*** Task material Section Begins ***

use anyhow::{bail, Context, Result};
use clap::CommandFactory as _;
use paths::TrayPaths;
use tray_host::TrayKey;

mod daemon;
mod opts;
mod paths;
mod widgets;

fn main() {
    let opts: opts::Opt = opts::Opt::from_env();

    let log_level_filter = if opts.log_debug { log::LevelFilter::Debug } else { log::LevelFilter::Info };
    if std::env::var("RUST_LOG").is_ok() {
        pretty_env_logger::init_timed();
    } else {
        pretty_env_logger::formatted_timed_builder()
            .filter(Some("dock_tray"), log_level_filter)
            .filter(Some("tray_host"), log_level_filter)
            .init();
    }

    if let opts::Action::ShellCompletions { shell } = opts.action {
        clap_complete::generate(shell, &mut opts::RawOpt::command(), "dock-tray", &mut std::io::stdout());
        return;
    }

    if let Err(err) = run(opts) {
        log::error!("{:?}", err);
        std::process::exit(1);
    }
}

fn run(opts: opts::Opt) -> Result<()> {
    let paths = opts
        .config_path
        .map(TrayPaths::from_config_dir)
        .unwrap_or_else(TrayPaths::default)
        .context("Failed to initialize dock-tray paths")?;

    match opts.action {
        opts::Action::ShellCompletions { .. } => unreachable!(),
        opts::Action::Run => daemon::run(paths),
        opts::Action::Container { key, set } => handle_container(&paths, &key, set),
    }
}

fn handle_container(paths: &TrayPaths, key: &str, set: Option<bool>) -> Result<()> {
    let key: TrayKey = key.parse()?;
    let mut containers = daemon::load_containers(paths);
    if !containers.allow_container(&key) {
        bail!("{} can't be moved to the container, only XEmbed icons can", key);
    }

    match set {
        None => println!("{}", containers.is_in_container(&key)),
        Some(in_container) => {
            if !containers.set_in_container(&key, in_container)? {
                bail!("Couldn't find the application of {}, is the window still around?", key);
            }
        }
    }
    Ok(())
}
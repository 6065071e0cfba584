use zbus::proxy;

#[proxy(interface = "org.kde.StatusNotifierItem", default_path = "/StatusNotifierItem", gen_blocking = false)]
pub trait StatusNotifierItem {
    /// NewIcon signal
    #[zbus(signal)]
    fn new_icon(&self) -> zbus::Result<()>;

    /// NewAttentionIcon signal
    #[zbus(signal)]
    fn new_attention_icon(&self) -> zbus::Result<()>;
}
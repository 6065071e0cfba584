use std::{
    collections::BTreeMap,
    path::{Path, PathBuf},
};

use crate::error::*;

/// Persisted "show this application's icon in the container" choices, keyed by window class.
///
/// Stored as a flat JSON object. Every change is written through to disk immediately.
#[derive(Debug, Default)]
pub struct ContainerSettings {
    path: Option<PathBuf>,
    values: BTreeMap<String, bool>,
}

impl ContainerSettings {
    /// Settings that only live as long as this value.
    pub fn in_memory() -> Self {
        Self::default()
    }

    /// Load the settings stored at `path`. A missing file is the same as an empty one.
    pub fn load(path: impl AsRef<Path>) -> Result<Self> {
        let path = path.as_ref().to_path_buf();
        let values = read_values(&path)?;
        Ok(Self { path: Some(path), values })
    }

    /// Replace the in-memory values with what is currently stored. On error, nothing changes.
    pub fn reload(&mut self) -> Result<()> {
        if let Some(path) = &self.path {
            self.values = read_values(path)?;
        }
        Ok(())
    }

    pub fn get(&self, key: &str) -> bool {
        self.values.get(key).copied().unwrap_or(false)
    }

    pub fn set(&mut self, key: &str, value: bool) -> Result<()> {
        if self.values.insert(key.to_string(), value) == Some(value) {
            return Ok(());
        }
        self.save()
    }

    pub fn path(&self) -> Option<&Path> {
        self.path.as_deref()
    }

    fn save(&self) -> Result<()> {
        let Some(path) = &self.path else { return Ok(()) };
        if let Some(dir) = path.parent() {
            std::fs::create_dir_all(dir).map_err(|err| Error::Io { path: dir.to_path_buf(), err })?;
        }
        let content = serde_json::to_string_pretty(&self.values)?;
        std::fs::write(path, content).map_err(|err| Error::Io { path: path.clone(), err })
    }
}

fn read_values(path: &Path) -> Result<BTreeMap<String, bool>> {
    match std::fs::read_to_string(path) {
        Ok(content) if content.trim().is_empty() => Ok(BTreeMap::new()),
        Ok(content) => Ok(serde_json::from_str(&content)?),
        Err(err) if err.kind() == std::io::ErrorKind::NotFound => Ok(BTreeMap::new()),
        Err(err) => Err(Error::Io { path: path.to_path_buf(), err }),
    }
}
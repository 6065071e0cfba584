//! Discovery of system tray icons for a dock.
//!
//! Icons come from two protocols: legacy XEmbed windows, embedded by the desktop's tray manager,
//! and StatusNotifierItems registered with a StatusNotifierWatcher. Both are folded into a single
//! [`Registry`], which is what the dock gets to see through a [`DockHost`].

pub mod dbus;

mod adapter;
pub use adapter::*;

mod config;
pub use config::*;

pub mod error;
pub use error::{Error, Result};

mod event;
pub use event::*;

mod key;
pub use key::*;

mod plugin;
pub use plugin::*;

pub mod reconcile;

mod registry;
pub use registry::*;

mod settings;
pub use settings::*;

pub mod sni;

mod source;
pub use source::*;

mod widget;
pub use widget::*;

mod window_class;
pub use window_class::*;

pub mod xembed;

#[cfg(test)]
mod testing;
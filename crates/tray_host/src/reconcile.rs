//! Diffing a source's current set of icons against the registry.
//!
//! A pass is split in two halves: [`ReconcilePlan::compute`] looks at one snapshot of a source and
//! decides everything that has to change, [`apply`] then performs those changes. Nothing is
//! mutated if the snapshot is rejected, so the registry always stays at its last good state.

use std::collections::HashSet;

use crate::{error::*, EventSender, Registry, SourceKind, TrayEntry, TrayKey, WidgetFactory};

/// The changes a single reconciliation pass of one source is going to make.
#[derive(Debug, Clone, PartialEq, Eq)]
pub struct ReconcilePlan {
    pub kind: SourceKind,
    pub removals: Vec<TrayKey>,
    pub additions: Vec<TrayKey>,
}

impl ReconcilePlan {
    /// Compare `snapshot`, the complete current key set of the `kind` source, with the registry.
    ///
    /// Entries of the other source are never considered for removal. Duplicate keys in the
    /// snapshot are collapsed, keeping the position of their first occurrence.
    pub fn compute<W>(registry: &Registry<W>, kind: SourceKind, snapshot: Vec<TrayKey>) -> Result<Self> {
        if let Some(key) = snapshot.iter().find(|key| key.kind() != kind) {
            return Err(Error::ForeignKey { kind, key: key.clone() });
        }

        let mut seen = HashSet::new();
        let current: Vec<TrayKey> = snapshot.into_iter().filter(|key| seen.insert(key.clone())).collect();

        let removals = registry.keys_of(kind).filter(|key| !seen.contains(*key)).cloned().collect();
        let additions = current.into_iter().filter(|key| !registry.contains(key)).collect();

        Ok(ReconcilePlan { kind, removals, additions })
    }

    pub fn is_empty(&self) -> bool {
        self.removals.is_empty() && self.additions.is_empty()
    }
}

/// What a pass actually changed.
#[derive(Debug, Default, Clone, PartialEq, Eq)]
pub struct ReconcileOutcome {
    pub removed: Vec<TrayKey>,
    pub added: Vec<TrayKey>,
}

impl ReconcileOutcome {
    pub fn is_empty(&self) -> bool {
        self.removed.is_empty() && self.added.is_empty()
    }
}

/// Perform `plan` on the registry. Removals go first, so that an icon which vanished and came
/// back within one snapshot is never mistaken for one that stayed.
pub fn apply<F: WidgetFactory>(
    plan: ReconcilePlan,
    registry: &mut Registry<F::Widget>,
    factory: &mut F,
    events: &EventSender,
) -> ReconcileOutcome {
    let mut outcome = ReconcileOutcome::default();

    for key in plan.removals {
        if registry.remove(&key) {
            log::info!("Removed tray icon {}", key);
            outcome.removed.push(key);
        }
    }

    for key in plan.additions {
        let Some(widget) = factory.create(&key) else {
            log::warn!("Could not create a widget for tray icon {}", key);
            continue;
        };
        let subscription = factory.subscribe(&key, events);
        if registry.insert(TrayEntry::new(key.clone(), widget, subscription)) {
            log::info!("Added tray icon {}", key);
            outcome.added.push(key);
        }
    }

    outcome
}

/// Compute and apply a pass for one snapshot of the `kind` source.
pub fn reconcile_snapshot<F: WidgetFactory>(
    registry: &mut Registry<F::Widget>,
    factory: &mut F,
    events: &EventSender,
    kind: SourceKind,
    snapshot: Vec<TrayKey>,
) -> Result<ReconcileOutcome> {
    let plan = ReconcilePlan::compute(registry, kind, snapshot)?;
    if plan.is_empty() {
        log::debug!("{} icons unchanged", kind);
        return Ok(ReconcileOutcome::default());
    }
    Ok(apply(plan, registry, factory, events))
}
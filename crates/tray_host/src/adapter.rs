//! The boundary to the dock: pushing the current icons to it, and answering its questions about
//! single items.

use crate::{error::Result, ContainerSettings, Registry, SourceKind, TrayKey, WindowClassLookup};

/// Name the tray registers itself under with the dock.
pub const APPLET_ITEM_KEY: &str = "system-tray";

/// The dock the tray is shown in.
pub trait DockHost<W> {
    /// Register a dock item for the tray.
    fn add_item(&mut self, item_key: &str);

    /// Replace everything the dock shows with `items`, in this order.
    fn refresh_items(&mut self, items: &[DockItem<'_, W>]);

    /// A single icon was redrawn, the set of items is unchanged.
    fn item_icon_changed(&mut self, _key: &TrayKey, _widget: &W) {}
}

/// One icon as handed to the dock on a refresh.
#[derive(Debug)]
pub struct DockItem<'a, W> {
    pub key: &'a TrayKey,
    pub widget: &'a W,
    pub allow_container: bool,
    pub in_container: bool,
}

/// Whether the user moved an application's icon into the secondary container.
///
/// Choices are remembered per application (by window class), not per tray key, since window ids
/// change every time an application restarts.
pub struct ContainerPreferences {
    settings: ContainerSettings,
    lookup: Box<dyn WindowClassLookup>,
}

impl ContainerPreferences {
    pub fn new(settings: ContainerSettings, lookup: impl WindowClassLookup + 'static) -> Self {
        Self { settings, lookup: Box::new(lookup) }
    }

    /// StatusNotifierItems have no window to take a class from, so only XEmbed icons can be moved.
    pub fn allow_container(&self, key: &TrayKey) -> bool {
        key.kind() == SourceKind::X11Window
    }

    pub fn is_in_container(&self, key: &TrayKey) -> bool {
        match self.preference_key(key) {
            Some(class) => self.settings.get(&class),
            None => false,
        }
    }

    /// Remember the choice for `key`'s application. Returns whether there was an application to
    /// remember it for.
    pub fn set_in_container(&mut self, key: &TrayKey, in_container: bool) -> Result<bool> {
        let Some(class) = self.preference_key(key) else {
            return Ok(false);
        };
        self.settings.set(&class, in_container)?;
        Ok(true)
    }

    /// Re-read the stored choices, picking up changes made by other processes.
    pub fn reload(&mut self) -> Result<()> {
        self.settings.reload()
    }

    fn preference_key(&self, key: &TrayKey) -> Option<String> {
        self.lookup.window_class(key.window_id()?)
    }
}

/// Answers the dock's per-item queries and keeps its view of the tray up to date.
pub struct HostAdapter<H> {
    host: H,
    containers: ContainerPreferences,
}

impl<H> HostAdapter<H> {
    pub fn new(host: H, containers: ContainerPreferences) -> Self {
        Self { host, containers }
    }

    pub fn host(&self) -> &H {
        &self.host
    }

    pub fn host_mut(&mut self) -> &mut H {
        &mut self.host
    }

    pub fn register<W>(&mut self)
    where
        H: DockHost<W>,
    {
        self.host.add_item(APPLET_ITEM_KEY);
    }

    /// Hand the complete, current list of widgets to the dock.
    pub fn refresh<W>(&mut self, registry: &Registry<W>)
    where
        H: DockHost<W>,
    {
        let items: Vec<_> = registry
            .entries()
            .map(|entry| DockItem {
                key: &entry.key,
                widget: &entry.widget,
                allow_container: self.containers.allow_container(&entry.key),
                in_container: self.containers.is_in_container(&entry.key),
            })
            .collect();
        self.host.refresh_items(&items);
    }

    /// Pick up container choices changed outside of this process. Keeps the old ones on failure.
    pub fn reload_containers(&mut self) {
        if let Err(e) = self.containers.reload() {
            log::warn!("Failed to reload container settings: {}", e);
        }
    }

    pub fn item_widget<'r, W>(&self, registry: &'r Registry<W>, item_key: &str) -> Option<&'r W> {
        let key = item_key.parse::<TrayKey>().ok()?;
        registry.get(&key).map(|entry| &entry.widget)
    }

    pub fn item_allow_container(&self, item_key: &str) -> bool {
        item_key.parse::<TrayKey>().map_or(false, |key| self.containers.allow_container(&key))
    }

    pub fn item_is_in_container(&self, item_key: &str) -> bool {
        item_key.parse::<TrayKey>().map_or(false, |key| self.containers.is_in_container(&key))
    }

    pub fn set_item_is_in_container(&mut self, item_key: &str, in_container: bool) {
        let Ok(key) = item_key.parse::<TrayKey>() else {
            log::warn!("Ignoring container change for unknown item {:?}", item_key);
            return;
        };
        match self.containers.set_in_container(&key, in_container) {
            Ok(true) => log::debug!("{} in container: {}", key, in_container),
            Ok(false) => log::debug!("No window class for {}, container change not remembered", key),
            Err(e) => log::error!("Failed to save container setting for {}: {}", key, e),
        }
    }

    /// Items are not sorted, they all compare equal and stay in discovery order.
    pub fn item_sort_key(&self, _item_key: &str) -> i32 {
        0
    }
}
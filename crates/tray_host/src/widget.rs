use crate::{EventSender, Subscription, TrayKey};

/// The displayable part of a tray entry. How it is drawn is up to the dock.
pub trait TrayWidget {
    /// The icon behind this widget changed and should be reloaded.
    fn update_icon(&mut self);
}

/// Builds widgets for newly discovered tray icons.
pub trait WidgetFactory {
    type Widget: TrayWidget;

    /// Create the widget for `key`. Returning `None` skips the icon for this pass.
    fn create(&mut self, key: &TrayKey) -> Option<Self::Widget>;

    /// Start forwarding per-item updates of `key` into `events`, if the protocol has any.
    fn subscribe(&mut self, _key: &TrayKey, _events: &EventSender) -> Option<Subscription> {
        None
    }
}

*** Task material Section Ends ***

▶ [Your instructions] All lines with the string "opts" must be copied from the data.

▶ [Response to this task]
mod opts;
    let opts: opts::Opt = opts::Opt::from_env();
    let log_level_filter = if opts.log_debug { log::LevelFilter::Debug } else { log::LevelFilter::Info };
    if let opts::Action::ShellCompletions { shell } = opts.action {
        clap_complete::generate(shell, &mut opts::RawOpt::command(), "dock-tray", &mut std::io::stdout());
    if let Err(err) = run(opts) {
fn run(opts: opts::Opt) -> Result<()> {
    let paths = opts
    match opts.action {
        opts::Action::ShellCompletions { .. } => unreachable!(),
        opts::Action::Run => daemon::run(paths),
        opts::Action::Container { key, set } => handle_container(&paths, &key, set),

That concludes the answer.